use tracing::info;

use crate::{
    engine::{ForecastDayReport, OutfitEngine, OutfitReport},
    error::EngineError,
    model::{Gender, Unit},
    provider::WeatherProvider,
};

/// Fetches weather for a location and runs it through the engine.
#[derive(Debug)]
pub struct OutfitService {
    provider: Box<dyn WeatherProvider>,
    engine: OutfitEngine,
}

impl OutfitService {
    pub fn new(provider: Box<dyn WeatherProvider>, engine: OutfitEngine) -> Self {
        Self { provider, engine }
    }

    pub async fn outfit(
        &self,
        location: &str,
        gender: Gender,
        unit: Unit,
    ) -> Result<OutfitReport, EngineError> {
        info!(location, %gender, %unit, "outfit requested");
        let raw = self.provider.fetch_current(location).await?;
        self.engine.outfit_report(location, &raw, gender, unit)
    }

    pub async fn forecast(
        &self,
        location: &str,
        gender: Gender,
        unit: Unit,
        days: usize,
    ) -> Result<Vec<ForecastDayReport>, EngineError> {
        info!(location, %gender, %unit, days, "forecast requested");
        let samples = self.provider.fetch_forecast(location).await?;
        self.engine.forecast_report(&samples, gender, unit, days)
    }
}

#[cfg(test)]
mod tests {
    use super::*;
    use crate::model::RawSample;
    use async_trait::async_trait;
    use chrono::{Duration, Utc};

    #[derive(Debug)]
    struct FakeProvider {
        current: Result<RawSample, EngineError>,
        forecast: Result<Vec<RawSample>, EngineError>,
    }

    #[async_trait]
    impl WeatherProvider for FakeProvider {
        async fn fetch_current(&self, _location: &str) -> Result<RawSample, EngineError> {
            self.current.clone()
        }

        async fn fetch_forecast(&self, _location: &str) -> Result<Vec<RawSample>, EngineError> {
            self.forecast.clone()
        }
    }

    fn sample(temp: f64, condition: &str, ts: i64) -> RawSample {
        RawSample {
            temperature: Some(temp),
            feels_like: None,
            humidity: Some(55.0),
            wind_speed: Some(3.0),
            condition: Some(condition.into()),
            rain_mm: None,
            snow_mm: None,
            timestamp: Some(ts),
        }
    }

    fn service(provider: FakeProvider) -> OutfitService {
        OutfitService::new(Box::new(provider), OutfitEngine::default())
    }

    #[tokio::test]
    async fn outfit_uses_current_weather() {
        let svc = service(FakeProvider {
            current: Ok(sample(28.0, "Clear", Utc::now().timestamp())),
            forecast: Ok(vec![]),
        });

        let report = svc.outfit("Lisbon", Gender::Male, Unit::Celsius).await.unwrap();
        assert_eq!(report.location, "Lisbon");
        assert_eq!(report.temperature, 28.0);
        assert_eq!(report.outfit.bottom, "shorts");
    }

    #[tokio::test]
    async fn forecast_skips_today() {
        let now = Utc::now();
        let samples = (0..4)
            .map(|d| sample(12.0, "Rain", (now + Duration::days(d)).timestamp()))
            .collect();
        let svc = service(FakeProvider {
            current: Err(EngineError::EmptyForecast),
            forecast: Ok(samples),
        });

        let days = svc.forecast("Bergen", Gender::Female, Unit::Celsius, 2).await.unwrap();
        assert_eq!(days.len(), 2);
        assert!(days.iter().all(|d| d.date > now.date_naive()));
        assert!(days.iter().all(|d| d.outfit.accessory == "umbrella"));
    }

    #[tokio::test]
    async fn provider_errors_are_surfaced() {
        let unavailable = EngineError::ProviderUnavailable {
            status: Some(404),
            message: "city not found".into(),
        };
        let svc = service(FakeProvider {
            current: Err(unavailable.clone()),
            forecast: Err(unavailable.clone()),
        });

        let current = svc.outfit("Atlantis", Gender::Male, Unit::Celsius).await;
        assert_eq!(current, Err(unavailable.clone()));

        let forecast = svc.forecast("Atlantis", Gender::Male, Unit::Celsius, 3).await;
        assert_eq!(forecast, Err(unavailable));
    }

    #[tokio::test]
    async fn empty_forecast_is_reported() {
        let svc = service(FakeProvider {
            current: Err(EngineError::EmptyForecast),
            forecast: Ok(vec![]),
        });
        let err = svc.forecast("Void", Gender::Baby, Unit::Fahrenheit, 1).await.unwrap_err();
        assert_eq!(err, EngineError::EmptyForecast);
    }
}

|---|

What to produce → Repeat the material above exactly, beginning with its first line and ending with the line that holds "let samples = self.provider.fetch_forecast(location).await?;", and leave out everything else.

Answer to this problem →
use tracing::info;

use crate::{
    engine::{ForecastDayReport, OutfitEngine, OutfitReport},
    error::EngineError,
    model::{Gender, Unit},
    provider::WeatherProvider,
};

/// Fetches weather for a location and runs it through the engine.
#[derive(Debug)]
pub struct OutfitService {
    provider: Box<dyn WeatherProvider>,
    engine: OutfitEngine,
}

impl OutfitService {
    pub fn new(provider: Box<dyn WeatherProvider>, engine: OutfitEngine) -> Self {
        Self { provider, engine }
    }

    pub async fn outfit(
        &self,
        location: &str,
        gender: Gender,
        unit: Unit,
    ) -> Result<OutfitReport, EngineError> {
        info!(location, %gender, %unit, "outfit requested");
        let raw = self.provider.fetch_current(location).await?;
        self.engine.outfit_report(location, &raw, gender, unit)
    }

    pub async fn forecast(
        &self,
        location: &str,
        gender: Gender,
        unit: Unit,
        days: usize,
    ) -> Result<Vec<ForecastDayReport>, EngineError> {
        info!(location, %gender, %unit, days, "forecast requested");
        let samples = self.provider.fetch_forecast(location).await?;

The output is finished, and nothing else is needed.